In 2005, the Guinness Book of World Records recognized the Confucius genealogical line as the longest family tree in history, with 86 recorded generations over 2,500 years. The Chinese philosopher (551 to 479 BCE) is thought to have 3 million descendants all over the world. Two million of them are registered (although not DNA-tested) in "The Confucius Genealogy," an 80-volume set published in 2009 [source: Zhou].
But what about the biggest family tree? A British man named Roy Blackmore is often credited with the largest family tree filled out the old-fashioned way, through years of legwork and exhaustive research (mostly on paper, without the Internet). He claims to have worked on his tree five hours a day for 28 years, eventually finding more than 9,000 ancestors over 1,500 years and 45 generations [source: Simpson].
But all amateur genealogists, no matter how painstaking and impressive their efforts, will forevermore be trumped by the work of the "genome hacker," Yaniv Erlich, and his team of researchers from the Whitehead Institute for Biomedical Research at MIT. They've amassed a family tree with an astounding 13 million people from the past 500 years or so who have the same genetic pedigree. And they did it by harnessing the power of social media.

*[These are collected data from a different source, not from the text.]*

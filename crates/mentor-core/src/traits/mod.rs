//! Repository traits

mod repositories;

pub use repositories::{
    AppointmentQuery, AppointmentRepository, AvailabilityRepository, BookingQuery,
    BookingRepository, MentorQuery, MentorRepository, RepoResult, ServiceRepository, SlotQuery,
    TimeSlotRepository, UserRepository,
};
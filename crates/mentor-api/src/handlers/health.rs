//! Health check handlers
//!
//! Endpoints for liveness and readiness probes.

use axum::{extract::State, http::StatusCode, Json};
use mentor_service::dto::{HealthResponse, ReadinessResponse};

use crate::state::AppState;

/// Basic health check (liveness probe)
///
/// GET /health
pub async fn health_check() -> Json<HealthResponse> {
    Json(HealthResponse::healthy())
}

/// Readiness check with dependency health
///
/// GET /health/ready
pub async fn readiness_check(State(state): State<AppState>) -> (StatusCode, Json<ReadinessResponse>) {
    let db_healthy = state.pool().acquire().await.is_ok();
    if !db_healthy {
        tracing::warn!("Readiness probe failed: database unreachable");
    }

    let response = ReadinessResponse::ready(db_healthy);
    let status = if response.is_ready() {
        StatusCode::OK
    } else {
        StatusCode::SERVICE_UNAVAILABLE
    };

    (status, Json(response))
}
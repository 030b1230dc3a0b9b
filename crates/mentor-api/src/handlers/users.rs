//! User handlers
//!
//! The caller's own profile, mirrored from the identity provider.

use axum::{extract::State, Json};
use mentor_service::dto::{SyncProfileRequest, UserResponse};
use mentor_service::UserService;

use crate::extractors::{AuthUser, OptionalValidatedJson};
use crate::response::ApiResult;
use crate::state::AppState;

/// Get current user
///
/// GET /users/@me
pub async fn get_current_user(
    State(state): State<AppState>,
    auth: AuthUser,
) -> ApiResult<Json<UserResponse>> {
    let service = UserService::new(state.service_context());
    let response = service.get_current_user(auth.actor).await?;
    Ok(Json(response))
}

/// Create or refresh the current user from token claims
///
/// PUT /users/@me
pub async fn sync_current_user(
    State(state): State<AppState>,
    auth: AuthUser,
    body: OptionalValidatedJson<SyncProfileRequest>,
) -> ApiResult<Json<UserResponse>> {
    let service = UserService::new(state.service_context());
    let response = service
        .sync_profile(auth.actor, auth.profile(), body.into_inner_or_default())
        .await?;
    Ok(Json(response))
}
//! Appointment entity <-> model mapper

use mentor_core::entities::Appointment;
use mentor_core::error::DomainError;

use crate::models::AppointmentModel;

use super::parse_column;

impl TryFrom<AppointmentModel> for Appointment {
    type Error = DomainError;

    fn try_from(model: AppointmentModel) -> Result<Self, Self::Error> {
        Ok(Appointment {
            id: model.id,
            mentor_id: model.mentor_id,
            user_id: model.user_id,
            scheduled_at: model.scheduled_at,
            duration_minutes: model.duration_minutes,
            status: parse_column("appointments.status", &model.status)?,
            notes: model.notes,
            meeting_url: model.meeting_url,
            cancelled_by: model.cancelled_by,
            cancellation_reason: model.cancellation_reason,
            created_at: model.created_at,
            updated_at: model.updated_at,
        })
    }
}

pub fn appointments_from_models(
    models: Vec<AppointmentModel>,
) -> Result<Vec<Appointment>, DomainError> {
    models.into_iter().map(Appointment::try_from).collect()
}
//! Booking database model

use chrono::{DateTime, Utc};
use sqlx::FromRow;
use uuid::Uuid;

/// Database model for bookings table
#[derive(Debug, Clone, FromRow)]
pub struct BookingModel {
    pub id: Uuid,
    pub student_id: Uuid,
    pub mentor_id: Uuid,
    pub service_id: Uuid,
    pub time_slot_id: Uuid,
    pub status: String,
    pub payment_status: String,
    pub price_cents: i64,
    pub platform_fee_cents: i64,
    pub mentor_earnings_cents: i64,
    pub currency: String,
    pub student_notes: Option<String>,
    pub mentor_notes: Option<String>,
    pub meeting_url: Option<String>,
    pub cancelled_by: Option<Uuid>,
    pub cancellation_reason: Option<String>,
    pub cancelled_at: Option<DateTime<Utc>>,
    pub created_at: DateTime<Utc>,
    pub updated_at: DateTime<Utc>,
}
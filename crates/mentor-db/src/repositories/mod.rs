//! Repository implementations
//!
//! PostgreSQL implementations of the repository traits defined in mentor-core.
//! Each repository handles database operations for a specific domain entity.

mod appointment;
mod availability;
mod booking;
mod error;
mod mentor;
mod service;
mod time_slot;
mod user;

pub use appointment::PgAppointmentRepository;
pub use availability::PgAvailabilityRepository;
pub use booking::PgBookingRepository;
pub use mentor::PgMentorRepository;
pub use service::PgServiceRepository;
pub use time_slot::PgTimeSlotRepository;
pub use user::PgUserRepository;
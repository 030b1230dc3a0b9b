//! User database model

use chrono::{DateTime, Utc};
use sqlx::FromRow;
use uuid::Uuid;

/// Database model for users table
#[derive(Debug, Clone, FromRow)]
pub struct UserModel {
    pub id: Uuid,
    pub email: String,
    pub name: String,
    pub role: String,
    pub image_url: Option<String>,
    pub created_at: DateTime<Utc>,
    pub updated_at: DateTime<Utc>,
}
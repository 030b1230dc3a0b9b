//! Domain entities - core business objects

mod appointment;
mod availability;
mod booking;
mod mentor;
mod time_slot;
mod user;

pub use appointment::{Appointment, NewAppointment};
pub use availability::{MentorAvailability, NewAvailability};
pub use booking::{Booking, BookingPrice, NewBooking};
pub use mentor::{Mentor, ServiceOffering};
pub use time_slot::TimeSlot;
pub use user::User;
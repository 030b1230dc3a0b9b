//! PostgreSQL implementation of AppointmentRepository
//!
//! Overlap is true interval intersection against each stored appointment's
//! own duration: `existing.start < candidate.end AND existing.end > candidate.start`.
//! Writers take the mentor's row lock so the scan and the write are atomic
//! with respect to other writers for the same mentor.

use async_trait::async_trait;
use chrono::Utc;
use sqlx::{PgConnection, PgExecutor, PgPool};
use tracing::{info, instrument};
use uuid::Uuid;

use mentor_core::entities::{Appointment, NewAppointment};
use mentor_core::error::DomainError;
use mentor_core::traits::{AppointmentQuery, AppointmentRepository, RepoResult};
use mentor_core::value_objects::{BookingStatus, TimeWindow};

use crate::mappers::appointments_from_models;
use crate::models::AppointmentModel;

use super::error::{appointment_not_found, map_db_error, mentor_not_found};

/// PostgreSQL implementation of AppointmentRepository
#[derive(Clone)]
pub struct PgAppointmentRepository {
    pool: PgPool,
}

impl PgAppointmentRepository {
    /// Create a new PgAppointmentRepository
    pub fn new(pool: PgPool) -> Self {
        Self { pool }
    }
}

async fn conflicting<'e, E>(
    executor: E,
    mentor_id: Uuid,
    window: TimeWindow,
    exclude: Option<Uuid>,
) -> RepoResult<Vec<Appointment>>
where
    E: PgExecutor<'e>,
{
    let results = sqlx::query_as::<_, AppointmentModel>(
        r"
        SELECT id, mentor_id, user_id, scheduled_at, duration_minutes, status, notes,
               meeting_url, cancelled_by, cancellation_reason, created_at, updated_at
        FROM appointments
        WHERE mentor_id = $1
          AND status IN ('pending', 'confirmed')
          AND scheduled_at < $3
          AND scheduled_at + make_interval(mins => duration_minutes) > $2
          AND ($4::uuid IS NULL OR id <> $4)
        ORDER BY scheduled_at
        ",
    )
    .bind(mentor_id)
    .bind(window.start)
    .bind(window.end)
    .bind(exclude)
    .fetch_all(executor)
    .await
    .map_err(map_db_error)?;

    appointments_from_models(results)
}

/// Serialize scheduling writes for one mentor
async fn lock_mentor(conn: &mut PgConnection, mentor_id: Uuid) -> RepoResult<()> {
    sqlx::query_scalar::<_, Uuid>("SELECT id FROM mentors WHERE id = $1 FOR NO KEY UPDATE")
        .bind(mentor_id)
        .fetch_optional(conn)
        .await
        .map_err(map_db_error)?
        .ok_or_else(|| mentor_not_found(mentor_id))?;
    Ok(())
}

async fn lock_appointment(conn: &mut PgConnection, id: Uuid) -> RepoResult<Appointment> {
    let model = sqlx::query_as::<_, AppointmentModel>(
        r"
        SELECT id, mentor_id, user_id, scheduled_at, duration_minutes, status, notes,
               meeting_url, cancelled_by, cancellation_reason, created_at, updated_at
        FROM appointments
        WHERE id = $1
        FOR UPDATE
        ",
    )
    .bind(id)
    .fetch_optional(conn)
    .await
    .map_err(map_db_error)?
    .ok_or_else(|| appointment_not_found(id))?;

    Appointment::try_from(model)
}

#[async_trait]
impl AppointmentRepository for PgAppointmentRepository {
    #[instrument(skip(self))]
    async fn find_by_id(&self, id: Uuid) -> RepoResult<Option<Appointment>> {
        let result = sqlx::query_as::<_, AppointmentModel>(
            r"
            SELECT id, mentor_id, user_id, scheduled_at, duration_minutes, status, notes,
                   meeting_url, cancelled_by, cancellation_reason, created_at, updated_at
            FROM appointments
            WHERE id = $1
            ",
        )
        .bind(id)
        .fetch_optional(&self.pool)
        .await
        .map_err(map_db_error)?;

        result.map(Appointment::try_from).transpose()
    }

    #[instrument(skip(self))]
    async fn find_many(&self, query: &AppointmentQuery) -> RepoResult<Vec<Appointment>> {
        let results = sqlx::query_as::<_, AppointmentModel>(
            r"
            SELECT id, mentor_id, user_id, scheduled_at, duration_minutes, status, notes,
                   meeting_url, cancelled_by, cancellation_reason, created_at, updated_at
            FROM appointments
            WHERE (($1::uuid IS NULL AND $2::uuid IS NULL)
                   OR user_id = $1
                   OR mentor_id = $2)
              AND ($3::text IS NULL OR status = $3)
            ORDER BY scheduled_at DESC
            LIMIT $4 OFFSET $5
            ",
        )
        .bind(query.user_id)
        .bind(query.mentor_id)
        .bind(query.status.map(BookingStatus::as_str))
        .bind(query.limit.clamp(1, 100))
        .bind(query.offset.max(0))
        .fetch_all(&self.pool)
        .await
        .map_err(map_db_error)?;

        appointments_from_models(results)
    }

    #[instrument(skip(self))]
    async fn find_conflicting(
        &self,
        mentor_id: Uuid,
        window: TimeWindow,
        exclude: Option<Uuid>,
    ) -> RepoResult<Vec<Appointment>> {
        conflicting(&self.pool, mentor_id, window, exclude).await
    }

    #[instrument(skip(self, appointment), fields(mentor_id = %appointment.mentor_id))]
    async fn create_checked(&self, appointment: NewAppointment) -> RepoResult<Appointment> {
        let mut tx = self.pool.begin().await.map_err(map_db_error)?;

        lock_mentor(&mut tx, appointment.mentor_id).await?;

        let conflicts =
            conflicting(&mut *tx, appointment.mentor_id, appointment.window, None).await?;
        if !conflicts.is_empty() {
            return Err(DomainError::SchedulingConflict {
                count: conflicts.len(),
            });
        }

        let created = appointment.into_appointment(Utc::now());
        sqlx::query(
            r"
            INSERT INTO appointments (id, mentor_id, user_id, scheduled_at, duration_minutes,
                                      status, notes, created_at, updated_at)
            VALUES ($1, $2, $3, $4, $5, $6, $7, $8, $9)
            ",
        )
        .bind(created.id)
        .bind(created.mentor_id)
        .bind(created.user_id)
        .bind(created.scheduled_at)
        .bind(created.duration_minutes)
        .bind(created.status.as_str())
        .bind(&created.notes)
        .bind(created.created_at)
        .bind(created.updated_at)
        .execute(&mut *tx)
        .await
        .map_err(map_db_error)?;

        tx.commit().await.map_err(map_db_error)?;

        info!(appointment_id = %created.id, "Appointment created");
        Ok(created)
    }

    #[instrument(skip(self))]
    async fn reschedule_checked(&self, id: Uuid, window: TimeWindow) -> RepoResult<Appointment> {
        let mut tx = self.pool.begin().await.map_err(map_db_error)?;

        let mut appointment = lock_appointment(&mut tx, id).await?;
        appointment.ensure_modifiable()?;
        lock_mentor(&mut tx, appointment.mentor_id).await?;

        let conflicts = conflicting(&mut *tx, appointment.mentor_id, window, Some(id)).await?;
        if !conflicts.is_empty() {
            return Err(DomainError::SchedulingConflict {
                count: conflicts.len(),
            });
        }

        appointment.reschedule(window, Utc::now())?;
        sqlx::query(
            r"
            UPDATE appointments
            SET scheduled_at = $2, duration_minutes = $3, status = $4, updated_at = $5
            WHERE id = $1
            ",
        )
        .bind(id)
        .bind(appointment.scheduled_at)
        .bind(appointment.duration_minutes)
        .bind(appointment.status.as_str())
        .bind(appointment.updated_at)
        .execute(&mut *tx)
        .await
        .map_err(map_db_error)?;

        tx.commit().await.map_err(map_db_error)?;

        info!(scheduled_at = %appointment.scheduled_at, "Appointment rescheduled");
        Ok(appointment)
    }

    #[instrument(skip(self, reason))]
    async fn cancel(&self, id: Uuid, cancelled_by: Uuid, reason: Option<String>) -> RepoResult<Appointment> {
        let mut tx = self.pool.begin().await.map_err(map_db_error)?;

        let mut appointment = lock_appointment(&mut tx, id).await?;
        appointment.cancel(cancelled_by, reason, Utc::now())?;

        sqlx::query(
            r"
            UPDATE appointments
            SET status = $2, cancelled_by = $3, cancellation_reason = $4, updated_at = $5
            WHERE id = $1
            ",
        )
        .bind(id)
        .bind(appointment.status.as_str())
        .bind(appointment.cancelled_by)
        .bind(&appointment.cancellation_reason)
        .bind(appointment.updated_at)
        .execute(&mut *tx)
        .await
        .map_err(map_db_error)?;

        tx.commit().await.map_err(map_db_error)?;

        Ok(appointment)
    }

    #[instrument(skip(self))]
    async fn update_status(&self, id: Uuid, status: BookingStatus) -> RepoResult<Appointment> {
        let mut tx = self.pool.begin().await.map_err(map_db_error)?;

        let mut appointment = lock_appointment(&mut tx, id).await?;
        appointment.check_transition(status)?;
        appointment.status = status;
        appointment.updated_at = Utc::now();

        sqlx::query("UPDATE appointments SET status = $2, updated_at = $3 WHERE id = $1")
            .bind(id)
            .bind(status.as_str())
            .bind(appointment.updated_at)
            .execute(&mut *tx)
            .await
            .map_err(map_db_error)?;

        tx.commit().await.map_err(map_db_error)?;

        Ok(appointment)
    }
}

#[cfg(test)]
mod tests {
    use super::*;

    #[test]
    fn test_repo_is_send_sync() {
        fn assert_send_sync<T: Send + Sync>() {}
        assert_send_sync::<PgAppointmentRepository>();
    }
}
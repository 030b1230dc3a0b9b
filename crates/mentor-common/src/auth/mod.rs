//! Authentication utilities

mod jwt;

pub use jwt::{Claims, JwtService, TokenSubject};
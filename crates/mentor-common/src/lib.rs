//! # mentor-common
//!
//! Shared utilities including configuration, error handling, token verification, and telemetry.

pub mod auth;
pub mod config;
pub mod error;
pub mod telemetry;

// Re-export commonly used types at crate root
pub use auth::{Claims, JwtService, TokenSubject};
pub use config::{
    AppConfig, AppSettings, BookingConfig, ConfigError, CorsConfig, DatabaseConfig, Environment,
    JwtConfig, RateLimitConfig, ServerConfig,
};
pub use error::{AppError, AppResult};
pub use telemetry::{try_init_tracing, TracingConfig, TracingError};
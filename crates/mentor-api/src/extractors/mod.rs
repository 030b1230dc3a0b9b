//! Axum extractors for request handling
//!
//! Custom extractors for authentication, validation, and path parameters.

mod auth;
mod path;
mod query;
mod validated;

pub use auth::AuthUser;
pub use path::{IdPath, MentorServicePath, MentorSlotPath};
pub use query::ValidatedQuery;
pub use validated::{OptionalValidatedJson, ValidatedJson};
//! Mentor directory handlers
//!
//! Mentor profiles, their service offerings and bookable time slots.

use axum::{extract::State, Json};
use mentor_service::dto::{
    CreateMentorRequest, CreateServiceRequest, CreateTimeSlotRequest, MentorListQuery,
    MentorResponse, PaginatedResponse, ServiceResponse, SlotListQuery, TimeSlotResponse,
    UpdateMentorRequest,
};
use mentor_service::MentorService;
use uuid::Uuid;

use crate::extractors::{AuthUser, IdPath, MentorServicePath, MentorSlotPath, ValidatedJson, ValidatedQuery};
use crate::response::{ApiResult, Created, NoContent};
use crate::state::AppState;

/// Create the caller's mentor profile
///
/// POST /mentors
pub async fn create_mentor(
    State(state): State<AppState>,
    auth: AuthUser,
    ValidatedJson(request): ValidatedJson<CreateMentorRequest>,
) -> ApiResult<Created<MentorResponse>> {
    let service = MentorService::new(state.service_context());
    let mentor = service.create_profile(auth.actor, request).await?;
    Ok(Created(mentor))
}

/// Browse active mentors
///
/// GET /mentors
pub async fn browse_mentors(
    State(state): State<AppState>,
    ValidatedQuery(query): ValidatedQuery<MentorListQuery>,
) -> ApiResult<Json<PaginatedResponse<MentorResponse>>> {
    let service = MentorService::new(state.service_context());
    let page = service.browse(query).await?;
    Ok(Json(page))
}

/// Get a mentor profile
///
/// GET /mentors/{mentor_id}
pub async fn get_mentor(
    State(state): State<AppState>,
    IdPath(mentor_id): IdPath<Uuid>,
) -> ApiResult<Json<MentorResponse>> {
    let service = MentorService::new(state.service_context());
    let mentor = service.get_mentor(mentor_id).await?;
    Ok(Json(mentor))
}

/// Update a mentor profile
///
/// PATCH /mentors/{mentor_id}
pub async fn update_mentor(
    State(state): State<AppState>,
    auth: AuthUser,
    IdPath(mentor_id): IdPath<Uuid>,
    ValidatedJson(request): ValidatedJson<UpdateMentorRequest>,
) -> ApiResult<Json<MentorResponse>> {
    let service = MentorService::new(state.service_context());
    let mentor = service.update_profile(auth.actor, mentor_id, request).await?;
    Ok(Json(mentor))
}

/// List a mentor's active services
///
/// GET /mentors/{mentor_id}/services
pub async fn list_services(
    State(state): State<AppState>,
    IdPath(mentor_id): IdPath<Uuid>,
) -> ApiResult<Json<Vec<ServiceResponse>>> {
    let service = MentorService::new(state.service_context());
    let services = service.list_services(mentor_id).await?;
    Ok(Json(services))
}

/// Offer a new service
///
/// POST /mentors/{mentor_id}/services
pub async fn create_service(
    State(state): State<AppState>,
    auth: AuthUser,
    IdPath(mentor_id): IdPath<Uuid>,
    ValidatedJson(request): ValidatedJson<CreateServiceRequest>,
) -> ApiResult<Created<ServiceResponse>> {
    let service = MentorService::new(state.service_context());
    let offering = service.create_service(auth.actor, mentor_id, request).await?;
    Ok(Created(offering))
}

/// Withdraw a service
///
/// DELETE /mentors/{mentor_id}/services/{service_id}
pub async fn deactivate_service(
    State(state): State<AppState>,
    auth: AuthUser,
    IdPath(path): IdPath<MentorServicePath>,
) -> ApiResult<NoContent> {
    let service = MentorService::new(state.service_context());
    service
        .deactivate_service(auth.actor, path.mentor_id, path.service_id)
        .await?;
    Ok(NoContent)
}

/// List bookable slots
///
/// GET /mentors/{mentor_id}/slots
pub async fn list_slots(
    State(state): State<AppState>,
    IdPath(mentor_id): IdPath<Uuid>,
    ValidatedQuery(query): ValidatedQuery<SlotListQuery>,
) -> ApiResult<Json<Vec<TimeSlotResponse>>> {
    let service = MentorService::new(state.service_context());
    let slots = service.list_available_slots(mentor_id, query).await?;
    Ok(Json(slots))
}

/// Publish a time slot
///
/// POST /mentors/{mentor_id}/slots
pub async fn create_slot(
    State(state): State<AppState>,
    auth: AuthUser,
    IdPath(mentor_id): IdPath<Uuid>,
    ValidatedJson(request): ValidatedJson<CreateTimeSlotRequest>,
) -> ApiResult<Created<TimeSlotResponse>> {
    let service = MentorService::new(state.service_context());
    let slot = service.create_time_slot(auth.actor, mentor_id, request).await?;
    Ok(Created(slot))
}

/// Withdraw a time slot
///
/// DELETE /mentors/{mentor_id}/slots/{slot_id}
pub async fn deactivate_slot(
    State(state): State<AppState>,
    auth: AuthUser,
    IdPath(path): IdPath<MentorSlotPath>,
) -> ApiResult<NoContent> {
    let service = MentorService::new(state.service_context());
    service
        .deactivate_time_slot(auth.actor, path.mentor_id, path.slot_id)
        .await?;
    Ok(NoContent)
}
//! Appointment database model

use chrono::{DateTime, Utc};
use sqlx::FromRow;
use uuid::Uuid;

/// Database model for appointments table
#[derive(Debug, Clone, FromRow)]
pub struct AppointmentModel {
    pub id: Uuid,
    pub mentor_id: Uuid,
    pub user_id: Uuid,
    pub scheduled_at: DateTime<Utc>,
    pub duration_minutes: i32,
    pub status: String,
    pub notes: Option<String>,
    pub meeting_url: Option<String>,
    pub cancelled_by: Option<Uuid>,
    pub cancellation_reason: Option<String>,
    pub created_at: DateTime<Utc>,
    pub updated_at: DateTime<Utc>,
}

Erlich and his team didn't initiate this project just to see how big they could make this worldwide family tree. Their purpose was (and is) to analyze the genetic information in an extremely large family (which is what this group of 13 million people is, as strange as it may seem). They wanted to examine, among other things, longevity, fertility and migration patterns, and the bigger the pool, the better. They obviously weren't about to start digging through 500 years of church records, obituaries and birth announcements, and trying to recruit large families wouldn't be worth the tremendous effort. They'd get maybe a few thousand participants, which just wasn't enough. So they turned to a source that previous generations of genealogists could only dream about, and it turned out to have a huge payoff.
Geni.com is the largest genealogy-focused social network, with 43 million public profiles available to anyone who'd like to check them out [source: Ledford]. The profiles generally contain a name, birth and death dates, location and sometimes photos. Erlich's team used the information to link the profiles into family trees — some topped out at a few thousand, but one grew to 13 million. The researchers then spent a year organizing the data and ultimately offered their findings to the public at FamiLinx, a "database of crowd-sourced genealogy" [source: FamiLinx].
As more and more people get turned on to crowd-sourced genealogy and submit their information to sites like Geni.com and FamiLinx, it's not hard to imagine a day when 13 million might end up seeming like a small family tree.